Dataset entries:
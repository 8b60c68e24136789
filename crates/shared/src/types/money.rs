//! Decimal amount helpers.
//!
//! CRITICAL: Never use floating-point for money calculations.
//! Amounts are `rust_decimal::Decimal` everywhere; this module only decides
//! when an amount is small enough to be reported as zero.

use rust_decimal::{Decimal, RoundingStrategy};
use serde::{Deserialize, Serialize};

/// Threshold below which an amount is treated as zero for reporting.
///
/// Internal sums keep full precision. The tolerance is only applied when
/// deciding whether to include a balance in a statement or whether two
/// totals agree.
#[derive(Debug, Clone, Copy, PartialEq, Eq, Serialize, Deserialize)]
pub struct Materiality {
    /// Smallest absolute amount that is considered material.
    pub tolerance: Decimal,
}

impl Materiality {
    /// Creates a materiality rule with the given tolerance.
    ///
    /// Negative tolerances are taken by absolute value.
    #[must_use]
    pub fn new(tolerance: Decimal) -> Self {
        Self {
            tolerance: tolerance.abs(),
        }
    }

    /// Returns true if the amount should be reported.
    #[must_use]
    pub fn is_material(&self, amount: Decimal) -> bool {
        amount.abs() >= self.tolerance
    }

    /// Returns true if the amount is treated as zero.
    #[must_use]
    pub fn is_zero(&self, amount: Decimal) -> bool {
        !self.is_material(amount)
    }

    /// Returns true if two amounts agree within the tolerance.
    #[must_use]
    pub fn agrees(&self, left: Decimal, right: Decimal) -> bool {
        self.is_zero(left - right)
    }
}

impl Default for Materiality {
    fn default() -> Self {
        Self::new(Decimal::new(1, 2))
    }
}

/// Formats an amount for display with exactly two decimal places.
///
/// Rounds half away from zero. Only for presentation; never feed the
/// result back into calculations.
#[must_use]
pub fn format_amount(amount: Decimal) -> String {
    let rounded = amount.round_dp_with_strategy(2, RoundingStrategy::MidpointAwayFromZero);
    format!("{rounded:.2}")
}

#[cfg(test)]
#[path = "money_tests.rs"]
mod tests;
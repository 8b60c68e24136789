//! Property-based tests for journal entry validation.

use proptest::prelude::*;
use rust_decimal::Decimal;

use chrono::NaiveDate;
use neraca_shared::types::AccountId;

use super::entry::{NewJournalEntry, NewJournalLine};
use super::error::LedgerError;
use super::validation::validate_entry;

/// Strategy to generate a valid positive amount (0.01 to 1,000,000.00).
fn positive_amount() -> impl Strategy<Value = Decimal> {
    (1i64..100_000_000i64).prop_map(|cents| Decimal::new(cents, 2))
}

/// Strategy to generate a negative amount.
fn negative_amount() -> impl Strategy<Value = Decimal> {
    (1i64..100_000_000i64).prop_map(|cents| Decimal::new(-cents, 2))
}

fn entry(lines: Vec<NewJournalLine>) -> NewJournalEntry {
    NewJournalEntry {
        entry_date: NaiveDate::from_ymd_opt(2024, 1, 10).unwrap(),
        reference: "JE-PROP".into(),
        description: "Generated".into(),
        posted_by: None,
        lines,
    }
}

/// Splits `total` into the given debit amounts and one balancing credit.
fn balanced_lines(debits: &[Decimal]) -> Vec<NewJournalLine> {
    let total: Decimal = debits.iter().copied().sum();
    let mut lines: Vec<NewJournalLine> = debits
        .iter()
        .map(|amount| NewJournalLine::debit(AccountId::new(), *amount))
        .collect();
    lines.push(NewJournalLine::credit(AccountId::new(), total));
    lines
}

proptest! {
    #![proptest_config(ProptestConfig::with_cases(100))]

    /// Any set of debits offset by one equal credit validates, and the
    /// reported totals match.
    #[test]
    fn prop_balanced_entries_accepted(
        debits in prop::collection::vec(positive_amount(), 1..10),
    ) {
        let lines = balanced_lines(&debits);
        let expected_count = lines.len();
        let totals = validate_entry(&entry(lines));

        prop_assert!(totals.is_ok(), "Balanced entry rejected: {:?}", totals);
        let totals = totals.unwrap();
        prop_assert_eq!(totals.total_debit, totals.total_credit);
        prop_assert_eq!(totals.line_count, expected_count);
    }

    /// Adding any non-zero amount to one side breaks the balance.
    #[test]
    fn prop_unbalanced_entries_rejected(
        debits in prop::collection::vec(positive_amount(), 1..10),
        extra in positive_amount(),
    ) {
        let mut lines = balanced_lines(&debits);
        lines[0].debit += extra;

        let result = validate_entry(&entry(lines));
        prop_assert!(
            matches!(result, Err(LedgerError::Unbalanced { .. })),
            "Unbalanced entry should be rejected, got: {:?}",
            result
        );
    }

    /// Negative amounts are rejected on either side.
    #[test]
    fn prop_negative_amount_rejected(
        amount in negative_amount(),
        other in positive_amount(),
        on_debit in any::<bool>(),
    ) {
        let lines = if on_debit {
            vec![
                NewJournalLine::debit(AccountId::new(), amount),
                NewJournalLine::credit(AccountId::new(), other),
            ]
        } else {
            vec![
                NewJournalLine::debit(AccountId::new(), other),
                NewJournalLine::credit(AccountId::new(), amount),
            ]
        };

        let result = validate_entry(&entry(lines));
        prop_assert!(
            matches!(result, Err(LedgerError::NegativeAmount)),
            "Negative amount should be rejected, got: {:?}",
            result
        );
    }
}
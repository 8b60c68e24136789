//! `SeaORM` Entity for journal_entries table.

use neraca_core::ledger::JournalEntry;
use neraca_shared::types::JournalEntryId;
use sea_orm::entity::prelude::*;
use serde::{Deserialize, Serialize};

use super::sea_orm_active_enums::EntryStatus;

#[derive(Clone, Debug, PartialEq, DeriveEntityModel, Eq, Serialize, Deserialize)]
#[sea_orm(table_name = "journal_entries")]
pub struct Model {
    #[sea_orm(primary_key, auto_increment = false)]
    pub id: Uuid,
    /// Posting sequence; assigned by the database on insert.
    #[sea_orm(unique)]
    pub sequence: i64,
    pub entry_date: Date,
    pub reference: String,
    #[sea_orm(column_type = "Text")]
    pub description: String,
    pub status: EntryStatus,
    pub posted_at: Option<DateTimeWithTimeZone>,
    pub posted_by: Option<String>,
    pub voided_at: Option<DateTimeWithTimeZone>,
    pub created_at: DateTimeWithTimeZone,
    pub updated_at: DateTimeWithTimeZone,
}

#[derive(Copy, Clone, Debug, EnumIter, DeriveRelation)]
pub enum Relation {
    #[sea_orm(has_many = "super::journal_lines::Entity")]
    JournalLines,
}

impl Related<super::journal_lines::Entity> for Entity {
    fn to() -> RelationDef {
        Relation::JournalLines.def()
    }
}

impl ActiveModelBehavior for ActiveModel {}

impl From<Model> for JournalEntry {
    fn from(model: Model) -> Self {
        Self {
            id: JournalEntryId::from_uuid(model.id),
            entry_date: model.entry_date,
            reference: model.reference,
            description: model.description,
            status: model.status.into(),
            posted_at: model.posted_at.map(Into::into),
            posted_by: model.posted_by,
        }
    }
}
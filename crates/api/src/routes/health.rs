//! Health check endpoint.

use axum::{Json, Router, extract::State, routing::get};
use chrono::NaiveDate;
use serde::Serialize;

use crate::AppState;

/// Health check response.
#[derive(Serialize)]
#[serde(rename_all = "camelCase")]
pub struct HealthResponse {
    /// Service status.
    pub status: &'static str,
    /// Service version.
    pub version: &'static str,
    /// Date reports default to when no date is given.
    pub reporting_date: NaiveDate,
}

async fn health_check(State(state): State<AppState>) -> Json<HealthResponse> {
    Json(HealthResponse {
        status: "healthy",
        version: env!("CARGO_PKG_VERSION"),
        reporting_date: state.reports.today(),
    })
}

/// Creates health check routes.
pub fn routes() -> Router<AppState> {
    Router::new().route("/health", get(health_check))
}
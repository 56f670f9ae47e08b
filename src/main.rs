use clap::Parser;
use sigledger::cli::{Cli, run};

fn main() -> std::process::ExitCode {
    run(Cli::parse())
}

**Exercise description**
Looking at the entries above, report how many of their lines include "PartialEq", and add nothing else.

**Written response**
2